Jiricna subscribes to the orthodox modern idea of ‘truth to materials’ and honesty of construction. But rather than the woolly arts-and-crafts view that most British architects bring to these tenets, she infuses them with a Middle European confidence in technology and machinery, a condition that ran through the great era of Czech modernism when it benefited from a higher level of industrial development than its neighbours. It is not the hew of the carpenter’s axe or the slip of the mason’s chisel that interests her, but the expression of the nature of a material and the forces that it carries. A fine eye for even the most minute detail informs the craft-like care and great precision which go into her designs.
– Excerpt from Eva’s profile on the Royal Academy of Arts website
Born in Zlin, Czechoslovakia, she trained as an architect and came to London in 1968 on a work placement. While she was away the Soviet Union invaded in order to put an end to liberalising policies of the puppet government, and a crackdown against liberalism commenced. Unable to return Eva claimed asylum in the UK and divides her time between Prague and London.
‘Never in my life have I been too involved with the past. I’m always trying to think about what’s next. Not only with my work but with everything that I do. I don’t worry about yesterday.’
– Excerpt from an interview in the Guardian
In 1948 the Communists took power of Czechoslovakia, following a period of increasing influence since the end of the Second World War. It effectively became a satellite state of the Soviet Union, and purges took place against those who disagreed with the government. In the 1950s large-scale arrests of communists with an ‘international’ background took place, followed by show trials that served propaganda and gave heavy penalties.

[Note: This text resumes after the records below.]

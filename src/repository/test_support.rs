// ==========================================
// 仓储层单元测试辅助 (仅 cfg(test))
// ==========================================
// 职责: 直接写入底层行, 用于构造仓储公开接口无法直接
//       制造的前置状态（如软删除行/指定审计时间）
// ==========================================

use crate::domain::request_status::RequestStatus;
use crate::domain::trade::Trade;
use crate::domain::types::{CfpResponseStatus, RequestType, TradeTreeStatus};
use crate::repository::datastore::Datastore;
use chrono::NaiveDateTime;
use rusqlite::params;
use uuid::Uuid;

/// 解析测试用固定时间戳
pub fn ts(s: &str) -> NaiveDateTime {
    NaiveDateTime::parse_from_str(s, "%Y-%m-%d %H:%M:%S").unwrap()
}

// ==========================================
// TestPart - parts 行的测试描述
// ==========================================
pub struct TestPart {
    pub trace_id: Uuid,
    pub operator_id: Uuid,
    pub plant_id: Uuid,
    pub parts_name: String,
    pub support_parts_name: Option<String>,
    pub deleted: bool,
}

impl TestPart {
    pub fn new(parts_name: &str) -> Self {
        Self {
            trace_id: Uuid::new_v4(),
            operator_id: Uuid::new_v4(),
            plant_id: Uuid::new_v4(),
            parts_name: parts_name.to_string(),
            support_parts_name: None,
            deleted: false,
        }
    }
}

/// 直接插入 parts 行
pub fn insert_part_row(store: &Datastore, part: &TestPart) {
    let conn = store.connection();
    let guard = conn.lock().unwrap();

    guard
        .execute(
            r#"
            INSERT INTO parts (
                trace_id, operator_id, plant_id, parts_name, support_parts_name,
                terminated_flag, created_at, created_user_id,
                updated_at, updated_user_id, deleted_at
            ) VALUES (?, ?, ?, ?, ?, 0, ?, 'tester', ?, 'tester', ?)
            "#,
            params![
                part.trace_id.to_string(),
                part.operator_id.to_string(),
                part.plant_id.to_string(),
                part.parts_name,
                part.support_parts_name,
                "2026-01-10 09:00:00",
                "2026-01-10 09:00:00",
                part.deleted.then(|| "2026-01-11 09:00:00".to_string()),
            ],
        )
        .unwrap();
}

/// 直接插入部品構成边
pub fn insert_structure_edge_row(store: &Datastore, trace_id: &Uuid, parent_trace_id: &Uuid) {
    let conn = store.connection();
    let guard = conn.lock().unwrap();

    guard
        .execute(
            r#"
            INSERT INTO parts_structures (
                trace_id, parent_trace_id,
                created_at, created_user_id, updated_at, updated_user_id
            ) VALUES (?, ?, ?, 'tester', ?, 'tester')
            "#,
            params![
                trace_id.to_string(),
                parent_trace_id.to_string(),
                "2026-01-10 09:00:00",
                "2026-01-10 09:00:00",
            ],
        )
        .unwrap();
}

/// 构造测试取引（审计时间固定, 便于断言排序）
pub fn make_trade(downstream_operator_id: Uuid, upstream_operator_id: Option<Uuid>) -> Trade {
    Trade {
        trade_id: Uuid::new_v4(),
        downstream_operator_id,
        downstream_trace_id: Uuid::new_v4(),
        upstream_operator_id,
        upstream_trace_id: None,
        trade_date: None,
        created_at: ts("2026-01-10 09:00:00"),
        created_user_id: "tester".to_string(),
        updated_at: ts("2026-01-10 09:00:00"),
        updated_user_id: "tester".to_string(),
        deleted_at: None,
    }
}

/// 构造测试依赖状态（created_at 可指定, 便于断言排序）
pub fn make_status(trade_id: Uuid, created_at: &str) -> RequestStatus {
    RequestStatus {
        status_id: Uuid::new_v4(),
        trade_id,
        cfp_response_status: CfpResponseStatus::Pending,
        trade_tree_status: TradeTreeStatus::Unterminated,
        message: Some("CFP 提供をお願いします".to_string()),
        reply_message: None,
        request_type: RequestType::Cfp,
        response_due_date: None,
        completed_count: None,
        completed_count_modified_at: None,
        trades_count: None,
        trades_count_modified_at: None,
        created_at: ts(created_at),
        created_user_id: "tester".to_string(),
        updated_at: ts(created_at),
        updated_user_id: "tester".to_string(),
        deleted_at: None,
    }
}

/// 将指定取引行软删除（绕过仓储公开接口, 构造前置状态用）
pub fn soft_delete_trade_row(store: &Datastore, trade_id: &Uuid) {
    let conn = store.connection();
    let guard = conn.lock().unwrap();

    guard
        .execute(
            "UPDATE trades SET deleted_at = '2026-01-11 09:00:00' WHERE trade_id = ?1",
            params![trade_id.to_string()],
        )
        .unwrap();
}
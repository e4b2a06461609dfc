// ==========================================
// 零部件供应链溯源系统 - CFP 数据仓储
// ==========================================
// 职责: cfp_infomation 主表与 cfp_certificates 子表的访问
// 不变式: put 时证书集合整体替换（旧行物理删除, 新行按输入顺序编号 1..N）
// ==========================================

use crate::domain::cfp::{Cfp, CfpCertification};
use crate::domain::types::{parse_cfp_type, parse_dqr_type, parse_ghg_declared_unit, CfpType};
use crate::repository::datastore::{
    format_datetime, parse_datetime_text, parse_opt_datetime_text, parse_uuid_text, Datastore,
};
use crate::repository::error::{RepositoryError, RepositoryResult};
use rusqlite::types::Value;
use rusqlite::{params, Connection};
use uuid::Uuid;

/// cfp_infomation 表的 SELECT 列清单（与 map_cfp_row 的列序一致）
const CFP_COLUMNS: &str = "cfp_id, cfp_type, trace_id, ghg_emission, ghg_declared_unit, \
     dqr_type, te_r, ge_r, ti_r, \
     created_at, created_user_id, updated_at, updated_user_id, deleted_at";

// ==========================================
// CfpRepository - CFP 仓储
// ==========================================
pub struct CfpRepository {
    store: Datastore,
}

impl CfpRepository {
    /// 创建新的 CFP 仓储
    pub fn new(store: Datastore) -> Self {
        Self { store }
    }

    // ==========================================
    // 写入操作
    // ==========================================

    /// 批量创建 CFP 行
    ///
    /// # 参数
    /// - `cfps`: CFP 实体列表（空列表为错误）
    ///
    /// # 返回
    /// - `Ok(Vec<Cfp>)`: 落库的实体
    /// - `Err(EmptyInput)`: 输入为空, 文案 "cfp entities is empty"
    ///
    /// # 说明
    /// - 沿用既有行为: 逐行插入且**不包事务**, 中途失败时已插入的行保留
    ///   （调用方按幂等重试处理）
    /// - 证书列表不在此处落库, 经由 put 整体替换
    pub fn batch_create(&self, cfps: &[Cfp]) -> RepositoryResult<Vec<Cfp>> {
        if cfps.is_empty() {
            return Err(RepositoryError::empty_input("cfp"));
        }

        let conn = self.store.get_conn()?;

        for cfp in cfps {
            conn.execute(
                r#"
                INSERT INTO cfp_infomation (
                    cfp_id, cfp_type, trace_id, ghg_emission, ghg_declared_unit,
                    dqr_type, te_r, ge_r, ti_r,
                    created_at, created_user_id, updated_at, updated_user_id
                ) VALUES (?, ?, ?, ?, ?, ?, ?, ?, ?, ?, ?, ?, ?)
                "#,
                params![
                    cfp.cfp_id.to_string(),
                    cfp.cfp_type.to_string(),
                    cfp.trace_id.to_string(),
                    cfp.ghg_emission,
                    cfp.ghg_declared_unit.to_string(),
                    cfp.dqr_type.to_string(),
                    cfp.te_r,
                    cfp.ge_r,
                    cfp.ti_r,
                    format_datetime(cfp.created_at),
                    cfp.created_user_id,
                    format_datetime(cfp.updated_at),
                    cfp.updated_user_id,
                ],
            )?;
        }

        Ok(cfps.to_vec())
    }

    /// 更新 CFP 行并整体替换证书集合（单事务）
    ///
    /// # 步骤
    /// 1. 按 (cfp_id, cfp_type) 更新 CFP 行
    /// 2. 物理删除该 cfp_id 的全部既有证书行
    /// 3. 按输入顺序插入证书行, cert_index 取 1..N
    ///
    /// # 返回
    /// - `Ok(Cfp)`: 提交后重新读取的实体
    /// - `Err`: 任一步失败, 全部回滚
    pub fn put(&self, cfp: &Cfp) -> RepositoryResult<Cfp> {
        self.store.in_transaction(|tx| {
            tx.execute(
                r#"
                UPDATE cfp_infomation
                SET trace_id = ?, ghg_emission = ?, ghg_declared_unit = ?,
                    dqr_type = ?, te_r = ?, ge_r = ?, ti_r = ?,
                    updated_at = ?, updated_user_id = ?
                WHERE cfp_id = ? AND cfp_type = ? AND deleted_at IS NULL
                "#,
                params![
                    cfp.trace_id.to_string(),
                    cfp.ghg_emission,
                    cfp.ghg_declared_unit.to_string(),
                    cfp.dqr_type.to_string(),
                    cfp.te_r,
                    cfp.ge_r,
                    cfp.ti_r,
                    format_datetime(cfp.updated_at),
                    cfp.updated_user_id,
                    cfp.cfp_id.to_string(),
                    cfp.cfp_type.to_string(),
                ],
            )?;

            Datastore::hard_delete_tx(
                tx,
                "cfp_certificates",
                "cfp_id = ?",
                vec![Value::from(cfp.cfp_id.to_string())],
            )?;

            for (i, url) in cfp.certificates.iter().enumerate() {
                tx.execute(
                    r#"
                    INSERT INTO cfp_certificates (
                        cfp_id, cert_index, url,
                        created_at, created_user_id, updated_at, updated_user_id
                    ) VALUES (?, ?, ?, ?, ?, ?, ?)
                    "#,
                    params![
                        cfp.cfp_id.to_string(),
                        (i + 1) as i64,
                        url,
                        format_datetime(cfp.updated_at),
                        cfp.updated_user_id,
                        format_datetime(cfp.updated_at),
                        cfp.updated_user_id,
                    ],
                )?;
            }

            Ok(())
        })?;

        self.find_by_key(&cfp.cfp_id, cfp.cfp_type)
    }

    /// 按 cfp_id 物理删除 CFP 行与其证书子行（单事务）
    pub fn delete_by_cfp_id(&self, cfp_id: &Uuid) -> RepositoryResult<usize> {
        self.store.in_transaction(|tx| {
            let rows = Datastore::hard_delete_tx(
                tx,
                "cfp_infomation",
                "cfp_id = ?",
                vec![Value::from(cfp_id.to_string())],
            )?;

            // 子行不得残留孤儿
            Datastore::hard_delete_tx(
                tx,
                "cfp_certificates",
                "cfp_id = ?",
                vec![Value::from(cfp_id.to_string())],
            )?;

            Ok(rows)
        })
    }

    // ==========================================
    // 读取操作
    // ==========================================

    /// 按复合主键查询单个 CFP（证书列表一并填充）
    ///
    /// # 返回
    /// - `Ok(Cfp)`: 找到 CFP
    /// - `Err(NotFound)`: 不存在或已软删除
    pub fn find_by_key(&self, cfp_id: &Uuid, cfp_type: CfpType) -> RepositoryResult<Cfp> {
        let conn = self.store.get_conn()?;

        let mut cfp = conn.query_row(
            &format!(
                "SELECT {} FROM cfp_infomation \
                 WHERE cfp_id = ?1 AND cfp_type = ?2 AND deleted_at IS NULL",
                CFP_COLUMNS
            ),
            params![cfp_id.to_string(), cfp_type.to_string()],
            map_cfp_row,
        )?;

        cfp.certificates = load_certificates(&conn, cfp_id)?;
        Ok(cfp)
    }

    /// 查询溯源标识对应的全部 CFP 行
    ///
    /// # 返回
    /// - `Ok(Vec<Cfp>)`: 按 updated_at 降序, 每行证书列表已填充
    pub fn list_by_trace_id(&self, trace_id: &Uuid) -> RepositoryResult<Vec<Cfp>> {
        let conn = self.store.get_conn()?;

        let mut stmt = conn.prepare(&format!(
            "SELECT {} FROM cfp_infomation \
             WHERE trace_id = ?1 AND deleted_at IS NULL \
             ORDER BY updated_at DESC",
            CFP_COLUMNS
        ))?;

        let mut cfps = stmt
            .query_map(params![trace_id.to_string()], map_cfp_row)?
            .collect::<Result<Vec<_>, _>>()?;

        for cfp in &mut cfps {
            cfp.certificates = load_certificates(&conn, &cfp.cfp_id)?;
        }

        Ok(cfps)
    }

    /// 查询溯源标识对应的第一个 CFP（类型不限）
    ///
    /// # 返回
    /// - `Ok(Cfp)`: 按 (cfp_id ASC, cfp_type ASC) 的第一行
    /// - `Err(NotFound)`: 不存在
    pub fn find_by_trace_id(&self, trace_id: &Uuid) -> RepositoryResult<Cfp> {
        let conn = self.store.get_conn()?;

        let mut cfp = conn.query_row(
            &format!(
                "SELECT {} FROM cfp_infomation \
                 WHERE trace_id = ?1 AND deleted_at IS NULL \
                 ORDER BY cfp_id ASC, cfp_type ASC LIMIT 1",
                CFP_COLUMNS
            ),
            params![trace_id.to_string()],
            map_cfp_row,
        )?;

        let cfp_id = cfp.cfp_id;
        cfp.certificates = load_certificates(&conn, &cfp_id)?;
        Ok(cfp)
    }

    /// 查询证明书信息
    ///
    /// 注意: 当前返回进程内固定数据, 尚未接入证明书存储表;
    /// 沿用既有部署的行为, 接入真实表前保持原样
    pub fn get_certifications(
        &self,
        operator_id: &Uuid,
        cfp_id: &Uuid,
    ) -> RepositoryResult<Vec<CfpCertification>> {
        let _ = operator_id;

        Ok(vec![CfpCertification {
            certification_id: Uuid::nil(),
            cfp_id: *cfp_id,
            trace_id: Uuid::nil(),
            link_url: "https://www.example.com/certification".to_string(),
            description: Some("sample certification".to_string()),
        }])
    }
}

// ==========================================
// 行映射与子表读取
// ==========================================

/// 读取证书 URL 列表（创建时间降序, 同时刻按 cert_index 升序兜底）
fn load_certificates(conn: &Connection, cfp_id: &Uuid) -> RepositoryResult<Vec<String>> {
    let mut stmt = conn.prepare(
        "SELECT url FROM cfp_certificates \
         WHERE cfp_id = ?1 \
         ORDER BY created_at DESC, cert_index ASC",
    )?;

    let urls = stmt
        .query_map(params![cfp_id.to_string()], |row| row.get::<_, String>(0))?
        .collect::<Result<Vec<_>, _>>()?;

    Ok(urls)
}

/// 映射数据库行到 Cfp（证书列表由调用方另行填充）
fn map_cfp_row(row: &rusqlite::Row<'_>) -> rusqlite::Result<Cfp> {
    Ok(Cfp {
        cfp_id: parse_uuid_text(&row.get::<_, String>(0)?),
        cfp_type: parse_cfp_type(&row.get::<_, String>(1)?),
        trace_id: parse_uuid_text(&row.get::<_, String>(2)?),
        ghg_emission: row.get(3)?,
        ghg_declared_unit: parse_ghg_declared_unit(&row.get::<_, String>(4)?),
        dqr_type: parse_dqr_type(&row.get::<_, String>(5)?),
        te_r: row.get(6)?,
        ge_r: row.get(7)?,
        ti_r: row.get(8)?,
        certificates: Vec::new(),
        created_at: parse_datetime_text(&row.get::<_, String>(9)?),
        created_user_id: row.get(10)?,
        updated_at: parse_datetime_text(&row.get::<_, String>(11)?),
        updated_user_id: row.get(12)?,
        deleted_at: parse_opt_datetime_text(row.get(13)?),
    })
}

// ==========================================
// 单元测试
// ==========================================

In 1960 the Constitution declared the victory of socialism and proclaimed the Czechoslovak Socialist Republic (CSSR). By 1968 a new movement called for democratising socialism, and the lifting of censorship resulted in new anti-Soviet perspectives in the press. This was known as the Prague Spring. On the night of 20-21st August 1968 Eastern Bloc armies from five Warsaw Pact countries, led by the Soviet Union invaded the country to put down the dissent, resulting in violence. An estimated 70,000 citizens fled immediately, with an eventual total of 300,000.
In 1967 Asians from Kenya and Uganda began arriving in Britain after facing discrimination and persecution in their own countries. They had retained their British Citizenship after independence but a Conservative movement led by Enoch Powell called for tighter controls so they would be unable to come to the UK. As a result the Commonwealth Immigrants Act 1968 was passed, this amended the Act of 1962 and restricted entry of Commonwealth citizens solely to those who were born in the UK or who had at least one parent or grandparent born there.